Arch Pediatr Adolesc Med. 2011;165(11):979-986. doi:10.1001/archpediatrics.2011.122
Abstract

Objective To evaluate the impact of interventions focused on reducing screen time.

Data Sources Medline, Embase, Cochrane Central Register of Controlled Trials, PsycINFO, ERIC, and CINAHL through April 21, 2011.

Study Selection Included studies were randomized controlled trials of children aged 18 years or younger with interventions that focused on reducing screen time.

Intervention Efforts to reduce screen time.

Main Outcome Measures The primary outcome was body mass index (BMI); the secondary outcome was screen time (hours per week).

Results A total of 1120 citations were screened, and 13 studies were included in the systematic review.
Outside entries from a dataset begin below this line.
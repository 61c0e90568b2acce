//! Notification adapters
//!
//! - [`LogNotifier`] writes summaries to the tracing log
//! - [`WebhookNotifier`] posts them to a chat webhook as
//!   `{"msgtype":"text","text":{"content":...}}`
//!
//! A robot configured with a signing secret expects `timestamp` (epoch
//! milliseconds) and `sign` query parameters. `sign` is the base64
//! HMAC-SHA256 of `"{timestamp}\n{secret}"` keyed by the secret.
//!
//! The scheduler logs delivery failures and carries on, so both adapters
//! simply report errors.

use std::sync::Arc;
use std::time::Duration;

use anyhow::{Context, Result};
use base64::Engine;
use chrono::Utc;
use hmac::{Hmac, Mac};
use reqwest::Client;
use sha2::Sha256;
use tracing::{debug, info, warn};

use sharemirror_core::config::NotificationsConfig;
use sharemirror_core::ports::{INotificationService, Notification, NotificationPriority};

const WEBHOOK_TIMEOUT: Duration = Duration::from_secs(10);

type HmacSha256 = Hmac<Sha256>;

/// Writes notifications to the log
#[derive(Debug, Default)]
pub struct LogNotifier;

#[async_trait::async_trait]
impl INotificationService for LogNotifier {
    async fn notify(&self, notification: &Notification) -> Result<()> {
        match notification.priority {
            NotificationPriority::High => warn!(
                category = %notification.category,
                "{}",
                notification.as_text()
            ),
            _ => info!(
                category = %notification.category,
                "{}",
                notification.as_text()
            ),
        }
        Ok(())
    }
}

/// Posts notifications to a chat webhook
pub struct WebhookNotifier {
    client: Client,
    url: String,
    secret: Option<String>,
}

impl WebhookNotifier {
    pub fn new(url: impl Into<String>) -> Result<Self> {
        let client = Client::builder()
            .timeout(WEBHOOK_TIMEOUT)
            .build()
            .context("Failed to build webhook HTTP client")?;
        Ok(Self {
            client,
            url: url.into(),
            secret: None,
        })
    }

    /// Signs every request with the robot's secret
    pub fn with_secret(mut self, secret: impl Into<String>) -> Self {
        self.secret = Some(secret.into());
        self
    }
}

/// Base64 HMAC-SHA256 of `"{timestamp_ms}\n{secret}"` keyed by `secret`
fn webhook_sign(secret: &str, timestamp_ms: i64) -> Result<String> {
    let mut mac = HmacSha256::new_from_slice(secret.as_bytes())
        .context("Invalid webhook signing secret")?;
    mac.update(format!("{timestamp_ms}\n{secret}").as_bytes());
    Ok(base64::engine::general_purpose::STANDARD.encode(mac.finalize().into_bytes()))
}

fn webhook_payload(notification: &Notification) -> serde_json::Value {
    serde_json::json!({
        "msgtype": "text",
        "text": { "content": notification.as_text() },
    })
}

#[async_trait::async_trait]
impl INotificationService for WebhookNotifier {
    async fn notify(&self, notification: &Notification) -> Result<()> {
        let mut request = self.client.post(&self.url);
        if let Some(secret) = &self.secret {
            let timestamp = Utc::now().timestamp_millis();
            let sign = webhook_sign(secret, timestamp)?;
            debug!(timestamp, "Signing webhook request");
            request = request.query(&[("timestamp", timestamp.to_string()), ("sign", sign)]);
        }
        let response = request
            .json(&webhook_payload(notification))
            .send()
            .await
            .context("Webhook request failed")?;

        let status = response.status();
        if !status.is_success() {
            let body = response.text().await.unwrap_or_default();
            anyhow::bail!("Webhook returned HTTP {}: {}", status.as_u16(), body);
        }
        Ok(())
    }
}

/// Picks the webhook adapter when enabled and configured, the log otherwise
pub fn from_config(config: &NotificationsConfig) -> Result<Arc<dyn INotificationService>> {
    match (&config.webhook_url, config.enabled) {
        (Some(url), true) => {
            info!(url = %url, signed = config.secret.is_some(), "Sending notifications to webhook");
            let mut notifier = WebhookNotifier::new(url.as_str())?;
            if let Some(secret) = &config.secret {
                notifier = notifier.with_secret(secret.as_str());
            }
            Ok(Arc::new(notifier))
        }
        _ => Ok(Arc::new(LogNotifier)),
    }
}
Study samples ranged in age (3.9-11.7 years) and size (21-1295 participants). Interventions ranged in length (1-24 months) and recruitment location (5 in schools, 2 in medical clinics, 1 in a community center, and 5 from the community). For the primary outcome, the meta-analysis included 6 studies, and the difference in mean change in BMI in the intervention group compared with the control group was −0.10 (95% confidence interval [CI], −0.28 to 0.09) (P = .32). The secondary outcome included 9 studies, and the difference in mean change from baseline in the intervention group compared with the control group was −0.90 h/wk (95% CI, −3.47 to 1.66 h/wk) (P = .49). A subgroup analysis of preschool children showed a difference in mean change in screen time of −3.72 h/wk (95% CI, −7.23 to −0.20 h/wk) (P = .04).

Conclusions Our systematic review and meta-analysis did not demonstrate evidence of effectiveness of interventions aimed at reducing screen time in children for reducing BMI and screen time. However, interventions in the preschool age group hold promise.